§ **Work instructions**: For each record below, write an exact copy.

BEGIN

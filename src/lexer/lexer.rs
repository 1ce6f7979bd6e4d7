use std::sync::Arc;

use lazy_static::lazy_static;
use regex::Regex;
use tracing::{debug, trace};

use crate::{
    errors::errors::{Error, ErrorImpl},
    Position, MK_TOKEN,
};

use super::{
    comments::strip_comments,
    normalizer::normalize,
    tokens::{identifier_or_keyword, multi_sign, single_sign, Token, TokenKind, OPERATOR_CHARS},
};

/// Gets the matched lexeme at the lexer's position. `Ok(None)` hands the
/// lexeme over to the next pattern.
pub type LexemeHandler = fn(&Lexer, &str) -> Result<Option<Token>, Error>;

pub struct LexemePattern {
    regex: Regex,
    handler: LexemeHandler,
}

const ILLEGAL_SYMBOL_PREVIEW: usize = 10;

lazy_static! {
    static ref WHITESPACE: Regex = Regex::new("^[ \t\n]+").unwrap();

    // Order is significant: the first pattern producing a token wins.
    static ref PATTERNS: Vec<LexemePattern> = vec![
        LexemePattern { regex: Regex::new("^.").unwrap(), handler: single_sign_handler },
        LexemePattern {
            regex: Regex::new(&format!("^[{}]+", regex::escape(OPERATOR_CHARS))).unwrap(),
            handler: multi_sign_handler,
        },
        LexemePattern { regex: Regex::new("^\\p{Nd}+").unwrap(), handler: number_handler },
        LexemePattern { regex: Regex::new("^\"[^\"]*\"?").unwrap(), handler: string_handler },
        LexemePattern {
            regex: Regex::new("^[\\p{Alphabetic}_][\\p{Alphabetic}\\p{Nd}_]*").unwrap(),
            handler: symbol_handler,
        },
    ];
}

/// Lazily tokenizes one comment-free fragment.
///
/// Yields tokens in order and stops after the first error.
#[derive(Clone)]
pub struct Lexer {
    source: Arc<String>,
    pos: usize,
    failed: bool,
}

impl Lexer {
    pub fn new(source: impl Into<String>) -> Lexer {
        Lexer {
            source: Arc::new(source.into()),
            pos: 0,
            failed: false,
        }
    }

    pub fn advance_n(&mut self, n: usize) {
        self.pos += n;
    }

    pub fn remainder(&self) -> &str {
        &self.source[self.pos..]
    }

    pub fn at_eof(&self) -> bool {
        self.pos >= self.source.len()
    }

    pub fn position(&self) -> Position {
        let column = self.source[..self.pos].chars().count();
        Position(column as u32, Arc::clone(&self.source))
    }

    fn skip_whitespace(&mut self) {
        if let Some(found) = WHITESPACE.find(self.remainder()) {
            let skipped = found.end();
            self.advance_n(skipped);
        }
    }

    fn next_token(&self) -> Result<Token, Error> {
        let remaining = self.remainder();

        for pattern in PATTERNS.iter() {
            if let Some(found) = pattern.regex.find(remaining) {
                if let Some(token) = (pattern.handler)(self, found.as_str())? {
                    return Ok(token);
                }
            }
        }

        Err(self.illegal_symbol())
    }

    fn illegal_symbol(&self) -> Error {
        let remaining = self.remainder();
        let symbol = remaining.chars().next().unwrap_or_default();
        let preview = remaining.chars().take(ILLEGAL_SYMBOL_PREVIEW).collect();

        Error::new(ErrorImpl::IllegalSymbol { symbol, preview }, self.position())
    }
}

impl Iterator for Lexer {
    type Item = Result<Token, Error>;

    fn next(&mut self) -> Option<Self::Item> {
        if self.failed {
            return None;
        }

        self.skip_whitespace();
        if self.at_eof() {
            return None;
        }

        match self.next_token() {
            Ok(token) => {
                trace!(kind = %token.kind(), lexeme = token.lexeme(), "token");
                self.advance_n(token.len());
                Some(Ok(token))
            }
            Err(error) => {
                self.failed = true;
                Some(Err(error))
            }
        }
    }
}

impl std::iter::FusedIterator for Lexer {}

fn single_sign_handler(_lexer: &Lexer, lexeme: &str) -> Result<Option<Token>, Error> {
    Ok(lexeme.chars().next().and_then(single_sign))
}

fn multi_sign_handler(lexer: &Lexer, lexeme: &str) -> Result<Option<Token>, Error> {
    match multi_sign(lexeme) {
        Some(token) => Ok(Some(token)),
        None => Err(Error::new(
            ErrorImpl::IllegalSign {
                sign: String::from(lexeme),
            },
            lexer.position(),
        )),
    }
}

fn number_handler(_lexer: &Lexer, lexeme: &str) -> Result<Option<Token>, Error> {
    Ok(Some(MK_TOKEN!(TokenKind::Literal, lexeme)))
}

fn string_handler(lexer: &Lexer, lexeme: &str) -> Result<Option<Token>, Error> {
    if lexeme.len() < 2 || !lexeme.ends_with('"') {
        return Err(Error::new(
            ErrorImpl::UnclosedString {
                literal: String::from(lexeme),
            },
            lexer.position(),
        ));
    }

    Ok(Some(MK_TOKEN!(TokenKind::Literal, lexeme)))
}

fn symbol_handler(_lexer: &Lexer, lexeme: &str) -> Result<Option<Token>, Error> {
    Ok(Some(identifier_or_keyword(lexeme)))
}

/// Tokenizes a single comment-free fragment.
pub fn tokenize_fragment(fragment: &str) -> Result<Vec<Token>, Error> {
    Lexer::new(fragment).collect()
}

/// Runs the whole pipeline: normalize, strip comments, then tokenize every
/// remaining fragment in order.
pub fn tokenize(source: &str) -> Result<Vec<Token>, Error> {
    let fragments = strip_comments(normalize(source))?;

    let mut tokens = vec![];
    for fragment in fragments {
        for token in Lexer::new(fragment) {
            tokens.push(token?);
        }
    }

    debug!(tokens = tokens.len(), "tokenized source");
    Ok(tokens)
}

END

§ **Reply to the task**:
filename src/lexer/lexer.rs
repository 1ce6f7979bd6e4d7
use std::sync::Arc;

use lazy_static::lazy_static;
use regex::Regex;
use tracing::{debug, trace};

use crate::{
    errors::errors::{Error, ErrorImpl},
    Position, MK_TOKEN,
};

use super::{
    comments::strip_comments,
    normalizer::normalize,
    tokens::{identifier_or_keyword, multi_sign, single_sign, Token, TokenKind, OPERATOR_CHARS},
};

/// Gets the matched lexeme at the lexer's position. `Ok(None)` hands the
/// lexeme over to the next pattern.
pub type LexemeHandler = fn(&Lexer, &str) -> Result<Option<Token>, Error>;

pub struct LexemePattern {
    regex: Regex,
    handler: LexemeHandler,
}

const ILLEGAL_SYMBOL_PREVIEW: usize = 10;

lazy_static! {
    static ref WHITESPACE: Regex = Regex::new("^[ \t\n]+").unwrap();

    // Order is significant: the first pattern producing a token wins.
    static ref PATTERNS: Vec<LexemePattern> = vec![
        LexemePattern { regex: Regex::new("^.").unwrap(), handler: single_sign_handler },
        LexemePattern {
            regex: Regex::new(&format!("^[{}]+", regex::escape(OPERATOR_CHARS))).unwrap(),
            handler: multi_sign_handler,
        },
        LexemePattern { regex: Regex::new("^\\p{Nd}+").unwrap(), handler: number_handler },
        LexemePattern { regex: Regex::new("^\"[^\"]*\"?").unwrap(), handler: string_handler },
        LexemePattern {
            regex: Regex::new("^[\\p{Alphabetic}_][\\p{Alphabetic}\\p{Nd}_]*").unwrap(),
            handler: symbol_handler,
        },
    ];
}

/// Lazily tokenizes one comment-free fragment.
///
/// Yields tokens in order and stops after the first error.
#[derive(Clone)]
pub struct Lexer {
    source: Arc<String>,
    pos: usize,
    failed: bool,
}

impl Lexer {
    pub fn new(source: impl Into<String>) -> Lexer {
        Lexer {
            source: Arc::new(source.into()),
            pos: 0,
            failed: false,
        }
    }

    pub fn advance_n(&mut self, n: usize) {
        self.pos += n;
    }

    pub fn remainder(&self) -> &str {
        &self.source[self.pos..]
    }

    pub fn at_eof(&self) -> bool {
        self.pos >= self.source.len()
    }

    pub fn position(&self) -> Position {
        let column = self.source[..self.pos].chars().count();
        Position(column as u32, Arc::clone(&self.source))
    }

    fn skip_whitespace(&mut self) {
        if let Some(found) = WHITESPACE.find(self.remainder()) {
            let skipped = found.end();
            self.advance_n(skipped);
        }
    }

    fn next_token(&self) -> Result<Token, Error> {
        let remaining = self.remainder();

        for pattern in PATTERNS.iter() {
            if let Some(found) = pattern.regex.find(remaining) {
                if let Some(token) = (pattern.handler)(self, found.as_str())? {
                    return Ok(token);
                }
            }
        }

        Err(self.illegal_symbol())
    }

    fn illegal_symbol(&self) -> Error {
        let remaining = self.remainder();
        let symbol = remaining.chars().next().unwrap_or_default();
        let preview = remaining.chars().take(ILLEGAL_SYMBOL_PREVIEW).collect();

        Error::new(ErrorImpl::IllegalSymbol { symbol, preview }, self.position())
    }
}

impl Iterator for Lexer {
    type Item = Result<Token, Error>;

    fn next(&mut self) -> Option<Self::Item> {
        if self.failed {
            return None;
        }

        self.skip_whitespace();
        if self.at_eof() {
            return None;
        }

        match self.next_token() {
            Ok(token) => {
                trace!(kind = %token.kind(), lexeme = token.lexeme(), "token");
                self.advance_n(token.len());
                Some(Ok(token))
            }
            Err(error) => {
                self.failed = true;
                Some(Err(error))
            }
        }
    }
}

impl std::iter::FusedIterator for Lexer {}

fn single_sign_handler(_lexer: &Lexer, lexeme: &str) -> Result<Option<Token>, Error> {
    Ok(lexeme.chars().next().and_then(single_sign))
}

fn multi_sign_handler(lexer: &Lexer, lexeme: &str) -> Result<Option<Token>, Error> {
    match multi_sign(lexeme) {
        Some(token) => Ok(Some(token)),
        None => Err(Error::new(
            ErrorImpl::IllegalSign {
                sign: String::from(lexeme),
            },
            lexer.position(),
        )),
    }
}

fn number_handler(_lexer: &Lexer, lexeme: &str) -> Result<Option<Token>, Error> {
    Ok(Some(MK_TOKEN!(TokenKind::Literal, lexeme)))
}

fn string_handler(lexer: &Lexer, lexeme: &str) -> Result<Option<Token>, Error> {
    if lexeme.len() < 2 || !lexeme.ends_with('"') {
        return Err(Error::new(
            ErrorImpl::UnclosedString {
                literal: String::from(lexeme),
            },
            lexer.position(),
        ));
    }

    Ok(Some(MK_TOKEN!(TokenKind::Literal, lexeme)))
}

fn symbol_handler(_lexer: &Lexer, lexeme: &str) -> Result<Option<Token>, Error> {
    Ok(Some(identifier_or_keyword(lexeme)))
}

/// Tokenizes a single comment-free fragment.
pub fn tokenize_fragment(fragment: &str) -> Result<Vec<Token>, Error> {
    Lexer::new(fragment).collect()
}

/// Runs the whole pipeline: normalize, strip comments, then tokenize every
/// remaining fragment in order.
pub fn tokenize(source: &str) -> Result<Vec<Token>, Error> {
    let fragments = strip_comments(normalize(source))?;

    let mut tokens = vec![];
    for fragment in fragments {
        for token in Lexer::new(fragment) {
            tokens.push(token?);
        }
    }

    debug!(tokens = tokens.len(), "tokenized source");
    Ok(tokens)
}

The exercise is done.